American Presbyterian clergyman and President of the College of New Jersey

John Maclean Jr., D.D. (March 3, 1800 - August 10, 1886) was an American Presbyterian clergyman and educator who served as the tenth President of Princeton University, then known as the College of New Jersey. Maclean, the son of the first professor of chemistry at the College of New Jersey, grew up in Princeton, New Jersey. He attended the College and later Princeton Theological Seminary. At age 23, he became full professor of mathematics at the university. Six years later, he became university vice president. He was responsible for bringing a number of renown scholars and academics to the college. During this time, he also left mathematics and became professor of ancient languages. Maclean was one of the chief architects of the state's public education system. His plan for a state normal school, local boards of education and nonsectarian public schools was adopted by the state legislature. He became president of the College of New Jersey in 1854. He led the university through the 1855 burning of Nassau Hall and the American Civil War. After retiring from his post after 14 years in office, he wrote a two-volume history of the university. He served as the honorary president of the university's Alumni Association until his death.

==Early life==
Maclean Jr. was born in Princeton, New Jersey, as the son of John Maclean Sr., the first professor of chemistry at the College of New Jersey. He attended the College of New Jersey and graduated in 1816 as the youngest member of his class. He then spent the next two years earning his Doctor of Divinity degree from the Princeton Theological Seminary. Afterwards, he went back to the university and began as a tutor in Greek. He became a full professor of mathematics at age 23. In 1824, he helped to create the Chi Phi Society, a semi-religious, semi-literary organization, which ceased activity the following year when it merged with the Philadelphian Society.

==As vice president==
In the late 1820s, Maclean devised a plan to enlarge and improve the faculty, in hopes of reversing the declining enrollment which had beleaguered the university over the last few years, to the point that university president James Carnahan considered shutting down the institution. Maclean's plan was accepted by the university's trustees in 1829, and he was subsequently named vice president. During his 25 years at that position, Maclean brought in a number of noted scholars to the institution, such as Joseph Henry, Arnold Henry Guyot, John Torrey, Stephen Alexander and Albert B. Dod. Maclean also shifted his professorship from mathematics to ancient languages until 1854, when he succeeded James Carnahan as the tenth president of the university.

==President of the university==
During his 14-year tenure as president, Maclean led the university through some difficult times. In 1855, after Nassau Hall burned down, he sought the financial support of alumni and beneficiaries to contribute funds for rebuilding. He operated the college on a limited budget for five years and gave up part of his own salary to help rebuild the hall. The university lost a number of students who joined the Union and Confederate armies during the Civil War. Maclean kept the faculty together and managed a complete educational program for the students still attending the university. During the war Maclean, as voted by the board of trustees, conveyed an honorary Doctor of Laws degree to President Abraham Lincoln. Lincoln accepted, and wrote to Maclean that "[t]he assurance conveyed by this high compliment that the course of the government which I represent has received the approval of a body of gentlemen of such character and intelligence in this time of public trial is most grateful to me."

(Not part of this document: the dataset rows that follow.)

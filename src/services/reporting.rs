//! Evaluation Aggregator
//!
//! Scoped, filtered reads of evaluation rows joined with worker display
//! fields, plus the statistics and groupings the reporting surface renders.
//! Reads go through a short-TTL cache invalidated after every write.

use crate::error::Result;
use crate::services::cache::QueryCache;
use crate::storage::{EvaluationRecord, StorageBackend};
use crate::types::{normalize_dependency, AccessScope};
use serde::{Deserialize, Serialize};
use std::collections::BTreeMap;
use std::sync::Arc;
use std::time::Duration;
use tracing::debug;

/// Optional equality filters over the reporting dimensions
///
/// Filters combine as a conjunction; an absent filter means no
/// restriction. Dependency matching is trim- and case-insensitive, the
/// rest are exact.
#[derive(Debug, Clone, Default, PartialEq, Eq, Serialize, Deserialize)]
pub struct ReportFilter {
    pub nombre: Option<String>,
    pub dependencia: Option<String>,
    pub area_adscripcion: Option<String>,
    pub puesto: Option<String>,
}

impl ReportFilter {
    fn matches(&self, record: &EvaluationRecord) -> bool {
        if let Some(nombre) = &self.nombre {
            if &record.nombre != nombre {
                return false;
            }
        }
        if let Some(dependencia) = &self.dependencia {
            if normalize_dependency(dependencia) != normalize_dependency(&record.dependencia) {
                return false;
            }
        }
        if let Some(area) = &self.area_adscripcion {
            if &record.area_adscripcion != area {
                return false;
            }
        }
        if let Some(puesto) = &self.puesto {
            if &record.puesto != puesto {
                return false;
            }
        }
        true
    }
}

/// Aggregated view over the matching evaluation rows
#[derive(Debug, Clone, PartialEq, Serialize)]
pub struct EvaluationReport {
    pub rows: Vec<EvaluationRecord>,

    /// Number of matching rows
    pub count: usize,

    /// Mean of the total scores rounded to 2 decimals; None when the
    /// filtered set is empty ("no data" rather than an error)
    pub mean_total: Option<f64>,
}

impl EvaluationReport {
    fn from_rows(rows: Vec<EvaluationRecord>) -> Self {
        let count = rows.len();
        let mean_total = if count == 0 {
            None
        } else {
            let sum: f64 = rows.iter().map(|r| r.evaluation.puntaje_total as f64).sum();
            Some(((sum / count as f64) * 100.0).round() / 100.0)
        };
        Self {
            rows,
            count,
            mean_total,
        }
    }

    /// The filter matched nothing; a reportable state, not an error
    pub fn is_empty(&self) -> bool {
        self.rows.is_empty()
    }

    /// Rows grouped by worker name, for per-worker display
    pub fn by_worker(&self) -> BTreeMap<&str, Vec<&EvaluationRecord>> {
        let mut groups: BTreeMap<&str, Vec<&EvaluationRecord>> = BTreeMap::new();
        for record in &self.rows {
            groups.entry(record.nombre.as_str()).or_default().push(record);
        }
        groups
    }

    /// Rows grouped by dependency, for distribution display
    pub fn by_dependency(&self) -> BTreeMap<&str, Vec<&EvaluationRecord>> {
        let mut groups: BTreeMap<&str, Vec<&EvaluationRecord>> = BTreeMap::new();
        for record in &self.rows {
            groups
                .entry(record.dependencia.as_str())
                .or_default()
                .push(record);
        }
        groups
    }

    /// Rows ordered by (anio, mes), for time-series display
    pub fn chronological(&self) -> Vec<&EvaluationRecord> {
        let mut ordered: Vec<&EvaluationRecord> = self.rows.iter().collect();
        ordered.sort_by_key(|r| r.evaluation.period);
        ordered
    }
}

/// Reporting service over the evaluation store
pub struct ReportService {
    storage: Arc<dyn StorageBackend>,
    cache: QueryCache<String, EvaluationReport>,
}

impl ReportService {
    pub fn new(storage: Arc<dyn StorageBackend>, ttl: Duration) -> Self {
        Self {
            storage,
            cache: QueryCache::new(64, ttl),
        }
    }

    /// Build the report for a scope and filter set
    pub async fn report(
        &self,
        scope: &AccessScope,
        filter: &ReportFilter,
    ) -> Result<EvaluationReport> {
        let key = Self::cache_key(scope, filter);
        if let Some(report) = self.cache.get(&key) {
            debug!("Report served from cache ({} rows)", report.count);
            return Ok(report);
        }

        let records = self.storage.list_evaluations().await?;
        let rows: Vec<EvaluationRecord> = records
            .into_iter()
            .filter(|r| scope.permits(&r.dependencia) && filter.matches(r))
            .collect();

        let report = EvaluationReport::from_rows(rows);
        debug!(
            "Report built for {}: {} rows, mean {:?}",
            scope, report.count, report.mean_total
        );

        self.cache.insert(key, report.clone());
        Ok(report)
    }

    /// Drop cached reports; called after every evaluation write
    pub fn invalidate(&self) {
        self.cache.clear();
    }

    fn cache_key(scope: &AccessScope, filter: &ReportFilter) -> String {
        format!(
            "{}|{}|{}|{}|{}",
            scope,
            filter.nombre.as_deref().unwrap_or(""),
            filter
                .dependencia
                .as_deref()
                .map(normalize_dependency)
                .unwrap_or_default(),
            filter.area_adscripcion.as_deref().unwrap_or(""),
            filter.puesto.as_deref().unwrap_or(""),
        )
    }
}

As president, Maclean witnessed the start of baseball at Princeton, heard the first rendition of the university alma mater, Old Nassau, and voted to make orange among the university's official colors.

==Other work==
In 1828, Maclean gave an address, advocating for a public education system in New Jersey. He drew up a plan for a state normal school, local boards of education, and nonsectarian public schools. On the subject of religion and public education, Maclean stated:

There should be in no case the least interference with the rights of conscience, and no scholar should be required to attend to any lesson relating to morals or religion, to which his parents may be opposed.

The state legislature soon afterwards adopted his public education plan. Maclean also took interest in local churches. He served as a counselor, benefactor and organizer of the Witherspoon Street Presbyterian Church and the Second Presbyterian Church, which became known as "Doctor Maclean's Church". Maclean also was involved with the state's prisons. As a member of the New Jersey Prison Association, he conducted weekly services at the state penitentiary in Trenton.

==Retirement==
After retiring from the university, Maclean's friends bought him a house, where he lived during the remainder of his life. In 1877, he wrote a two-volume history of the university entitled History of the College of New Jersey: From Its Origin in 1746 to the Commencement of 1854. He served as honorary president of the university's Alumni Association and attended an alumni commencement meeting in 1886, just six weeks before his death.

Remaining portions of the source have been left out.